An EU-initiative used human embryonic stem cells to develop hepatic models for drug toxicity testing.

Health

Adverse drug side effects constitute a major cause of mortality, while pharmacokinetic problems cause nearly 40 % of new drugs to fail in clinical trials. The pharmaceutical industry currently relies on the use of fractionated human tissue and animal models to study the metabolic and pharmacokinetic properties of new drugs. However, these have poor predictive power necessitating the development of reliable tools to predict possible toxicity of new compounds before they are passed on to the clinical phase. The main objective of the 'Reducing animal experimentation in pre-clinical predictive drug testing by human hepatic in vitro models derived from embryonic stem cells' (Vitrocellomics) project was to establish cell lines derived from human embryonic stem cells (hESC) that could be used in the drug discovery process to replace animal experimentation.

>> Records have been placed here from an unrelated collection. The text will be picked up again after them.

#[cfg(test)]
mod tests {
    use super::*;
    use crate::operations::{DowngradeOps, UpgradeOps};

    fn rev(id: &str, revises: &[&str]) -> Migration {
        Migration::new(
            id,
            revises.iter().map(ToString::to_string).collect(),
            format!("revision {}", id),
            UpgradeOps::default(),
            DowngradeOps::default(),
        )
    }

    fn ids(migrations: &[&Migration]) -> Vec<String> {
        migrations.iter().map(|m| m.revision.clone()).collect()
    }

    /// a1 -> b2 -> c3, plus a branch b2 -> d4.
    fn branched() -> RevisionMap {
        RevisionMap::new(vec![
            rev("d4", &["b2"]),
            rev("c3", &["b2"]),
            rev("b2", &["a1"]),
            rev("a1", &[]),
        ])
        .unwrap()
    }

    #[test]
    fn test_linear_order_ignores_input_order() {
        let map = RevisionMap::new(vec![rev("c", &["b"]), rev("a", &[]), rev("b", &["a"])])
            .unwrap();
        let order: Vec<&str> = map.iter().map(|m| m.revision.as_str()).collect();
        assert_eq!(order, vec!["a", "b", "c"]);
        assert_eq!(map.heads(), vec!["c"]);
        assert_eq!(map.bases(), vec!["a"]);
    }

    #[test]
    fn test_validation_errors() {
        assert!(matches!(
            RevisionMap::new(vec![rev("a", &[]), rev("a", &[])]),
            Err(MigrateError::DuplicateRevision(id)) if id == "a"
        ));
        assert!(matches!(
            RevisionMap::new(vec![rev("a", &["zz"])]),
            Err(MigrateError::MissingParent { .. })
        ));
        assert!(matches!(
            RevisionMap::new(vec![rev("a", &["b"]), rev("b", &["a"])]),
            Err(MigrateError::CircularDependency)
        ));
    }

    #[test]
    fn test_resolve() {
        let map = branched();
        assert!(matches!(
            map.resolve("head"),
            Err(MigrateError::MultipleHeads(heads)) if heads == vec!["c3", "d4"]
        ));
        assert_eq!(map.resolve("heads").unwrap(), vec!["c3", "d4"]);
        assert!(map.resolve("base").unwrap().is_empty());
        assert_eq!(map.resolve("c").unwrap(), vec!["c3"]);
        assert!(matches!(
            map.resolve("x"),
            Err(MigrateError::RevisionNotFound(_))
        ));

        let map = RevisionMap::new(vec![rev("abc1", &[]), rev("abc2", &["abc1"])]).unwrap();
        assert!(matches!(
            map.resolve("abc"),
            Err(MigrateError::AmbiguousRevision { candidates, .. }) if candidates.len() == 2
        ));
        assert_eq!(map.resolve("head").unwrap(), vec!["abc2"]);
    }

    #[test]
    fn test_empty_map_resolves_head_to_nothing() {
        let map = RevisionMap::new(vec![]).unwrap();
        assert!(map.resolve("head").unwrap().is_empty());
        assert!(map.heads().is_empty());
    }

    #[test]
    fn test_range() {
        let map = branched();
        assert_eq!(ids(&map.range("a1:c3").unwrap()), vec!["c3", "b2", "a1"]);
        assert_eq!(ids(&map.range("b2:c3").unwrap()), vec!["c3", "b2"]);
        assert_eq!(ids(&map.range(":").unwrap()), vec!["d4", "c3", "b2", "a1"]);
        assert!(matches!(
            map.range("d4:c3"),
            Err(MigrateError::RangeNotAncestor { lower, .. }) if lower == "d4"
        ));
    }

    #[test]
    fn test_upgrade_and_downgrade_paths() {
        let map = branched();
        assert_eq!(
            ids(&map.upgrade_path(&[], "c3").unwrap()),
            vec!["a1", "b2", "c3"]
        );
        assert_eq!(
            ids(&map.upgrade_path(&["c3".to_string()], "heads").unwrap()),
            vec!["d4"]
        );
        let current = vec!["c3".to_string(), "d4".to_string()];
        assert_eq!(
            ids(&map.downgrade_path(&current, "a1").unwrap()),
            vec!["d4", "c3", "b2"]
        );
        assert_eq!(
            ids(&map.downgrade_path(&["c3".to_string()], "base").unwrap()),
            vec!["c3", "b2", "a1"]
        );
        assert!(matches!(
            map.downgrade_path(&["c3".to_string()], "d4"),
            Err(MigrateError::RangeNotAncestor { .. })
        ));
        assert!(matches!(
            map.upgrade_path(&["zz".to_string()], "heads"),
            Err(MigrateError::RevisionNotFound(_))
        ));
    }

    #[test]
    fn test_ledger_transitions() {
        let map = RevisionMap::new(vec![
            rev("a1", &[]),
            rev("b2", &["a1"]),
            rev("c3", &["a1"]),
            rev("m4", &["b2", "c3"]),
        ])
        .unwrap();
        let mut heads = BTreeSet::new();
        for id in ["a1", "b2", "c3"] {
            map.upgrade_transition(&heads, map.get(id).unwrap())
                .apply(&mut heads);
        }
        assert_eq!(heads, BTreeSet::from(["b2".to_string(), "c3".to_string()]));

        let merge = map.get("m4").unwrap();
        let up = map.upgrade_transition(&heads, merge);
        assert_eq!(up.delete, vec!["b2", "c3"]);
        up.apply(&mut heads);
        assert_eq!(heads, BTreeSet::from(["m4".to_string()]));

        map.downgrade_transition(&heads, merge).apply(&mut heads);
        assert_eq!(heads, BTreeSet::from(["b2".to_string(), "c3".to_string()]));

        // a1 is still below b2, so undoing c3 must not bring it back
        let down = map.downgrade_transition(&heads, map.get("c3").unwrap());
        assert!(down.insert.is_empty());
        down.apply(&mut heads);
        assert_eq!(heads, BTreeSet::from(["b2".to_string()]));

        map.downgrade_transition(&heads, map.get("b2").unwrap())
            .apply(&mut heads);
        assert_eq!(heads, BTreeSet::from(["a1".to_string()]));
    }
}
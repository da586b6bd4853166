//! Virtual schema reconstructed from migration history.
//!
//! A [`Catalog`] is the schema "as of revision X". It is built fresh for
//! every diff by replaying migrations through a
//! [`MetaEngine`](crate::engine::MetaEngine) and never touches a database.

use indexmap::IndexMap;

use crate::error::{MigrateError, Result};
use crate::operations::ColumnChanges;
use crate::schema::{Column, Delta, ForeignKey, Index, Table};

/// In-memory table-name to table map.
#[derive(Debug, Clone, Default, PartialEq)]
pub struct Catalog {
    tables: IndexMap<String, Table>,
}

impl Catalog {
    /// Creates an empty catalog.
    #[must_use]
    pub fn new() -> Self {
        Self::default()
    }

    /// Returns all tables in creation order.
    #[must_use]
    pub const fn tables(&self) -> &IndexMap<String, Table> {
        &self.tables
    }

    /// Gets a table by name.
    #[must_use]
    pub fn get_table(&self, name: &str) -> Option<&Table> {
        self.tables.get(name)
    }

    fn table_mut(&mut self, name: &str) -> Result<&mut Table> {
        self.tables
            .get_mut(name)
            .ok_or_else(|| MigrateError::unknown("table", name))
    }

    /// Creates a table from its columns.
    ///
    /// # Errors
    ///
    /// Fails if the table exists or two columns share a name.
    pub fn create_table(&mut self, name: &str, columns: &[Column]) -> Result<()> {
        if self.tables.contains_key(name) {
            return Err(MigrateError::duplicate("table", name));
        }
        let table = Table::from_parts(name, columns.to_vec(), Vec::new())?;
        self.tables.insert(name.to_string(), table);
        Ok(())
    }

    /// Drops a table along with its indexes and foreign keys.
    ///
    /// # Errors
    ///
    /// Fails if the table doesn't exist.
    pub fn drop_table(&mut self, name: &str) -> Result<Table> {
        self.tables
            .shift_remove(name)
            .ok_or_else(|| MigrateError::unknown("table", name))
    }

    /// Appends a column to a table.
    ///
    /// # Errors
    ///
    /// Fails if the table is missing or already has the column.
    pub fn add_column(&mut self, table: &str, column: &Column) -> Result<()> {
        let t = self.table_mut(table)?;
        if t.columns.contains_key(&column.name) {
            return Err(MigrateError::duplicate(
                "column",
                format!("{}.{}", table, column.name),
            ));
        }
        t.columns.insert(column.name.clone(), column.clone());
        Ok(())
    }

    /// Removes a column from a table.
    ///
    /// # Errors
    ///
    /// Fails if the table or column doesn't exist.
    pub fn drop_column(&mut self, table: &str, name: &str) -> Result<Column> {
        let t = self.table_mut(table)?;
        t.columns
            .shift_remove(name)
            .ok_or_else(|| MigrateError::unknown("column", format!("{}.{}", table, name)))
    }

    /// Replaces a column with a copy carrying the requested changes.
    ///
    /// The column keeps its position in the table.
    ///
    /// # Errors
    ///
    /// Fails if the table or column doesn't exist.
    pub fn change_column(
        &mut self,
        table: &str,
        name: &str,
        changes: &ColumnChanges,
    ) -> Result<()> {
        let t = self.table_mut(table)?;
        let slot = t
            .columns
            .get_mut(name)
            .ok_or_else(|| MigrateError::unknown("column", format!("{}.{}", table, name)))?;

        let mut column = slot.clone();
        if let Some(type_) = &changes.type_ {
            column.type_.clone_from(type_);
        }
        match &changes.length {
            Delta::Unset => {}
            Delta::Null => column.length = None,
            Delta::Value(length) => column.length = Some(*length),
        }
        if let Some(notnull) = changes.notnull {
            column.notnull = notnull;
        }
        match &changes.default {
            Delta::Unset => {}
            Delta::Null => column.default = None,
            Delta::Value(default) => column.default = Some(default.clone()),
        }
        *slot = column;
        Ok(())
    }

    /// Creates an index on a table.
    ///
    /// # Errors
    ///
    /// Fails if the table is missing, the name is taken, or a field is unknown.
    pub fn create_index(&mut self, index: &Index) -> Result<()> {
        let t = self.table_mut(&index.table)?;
        if t.indexes.contains_key(&index.name) {
            return Err(MigrateError::duplicate(
                "index",
                format!("{}.{}", index.table, index.name),
            ));
        }
        if let Some(field) = index.fields.iter().find(|f| !t.columns.contains_key(*f)) {
            return Err(MigrateError::unknown(
                "column",
                format!("{}.{}", index.table, field),
            ));
        }
        t.indexes.insert(index.name.clone(), index.clone());
        Ok(())
    }

    /// Drops an index from a table.
    ///
    /// # Errors
    ///
    /// Fails if the table or index doesn't exist.
    pub fn drop_index(&mut self, table: &str, name: &str) -> Result<Index> {
        let t = self.table_mut(table)?;
        t.indexes
            .shift_remove(name)
            .ok_or_else(|| MigrateError::unknown("index", format!("{}.{}", table, name)))
    }

    /// Records a foreign key constraint.
    ///
    /// # Errors
    ///
    /// Fails if the table is missing, the name is taken, or a column is unknown.
    pub fn create_foreign_key(&mut self, fk: &ForeignKey) -> Result<()> {
        let t = self.table_mut(&fk.table)?;
        if t.foreign_keys.contains_key(&fk.name) {
            return Err(MigrateError::duplicate(
                "foreign key",
                format!("{}.{}", fk.table, fk.name),
            ));
        }
        if let Some(column) = fk.columns.iter().find(|c| !t.columns.contains_key(*c)) {
            return Err(MigrateError::unknown(
                "column",
                format!("{}.{}", fk.table, column),
            ));
        }
        t.foreign_keys.insert(fk.name.clone(), fk.clone());
        Ok(())
    }

    /// Removes a foreign key constraint.
    ///
    /// # Errors
    ///
    /// Fails if the table or constraint doesn't exist.
    pub fn drop_foreign_key(&mut self, table: &str, name: &str) -> Result<ForeignKey> {
        let t = self.table_mut(table)?;
        t.foreign_keys
            .shift_remove(name)
            .ok_or_else(|| MigrateError::unknown("foreign key", format!("{}.{}", table, name)))
    }
}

The project combined clinical, bioengineering and pharmaceutical expertise to establish and refine protocols used for differentiation of hESC lines to mature liver cells. These cells closely resembled human liver in terms of functionality and clearance of drugs. When tested in toxicity and drug metabolism assays, these hESC-derived liver cells revealed superior predictability potential compared to current models. The project also incorporated the method of optical sensing of oxygen consumption (respiration assay) in their toxicity test platform for in vitro screening of new drugs. The Vitrocellomics-developed hESC system reduces the use of animal experimentation in the drug discovery and development processes. Finally, it offers a significant enhancement to prediction of human drug metabolism in terms of efficacy, safety and quality.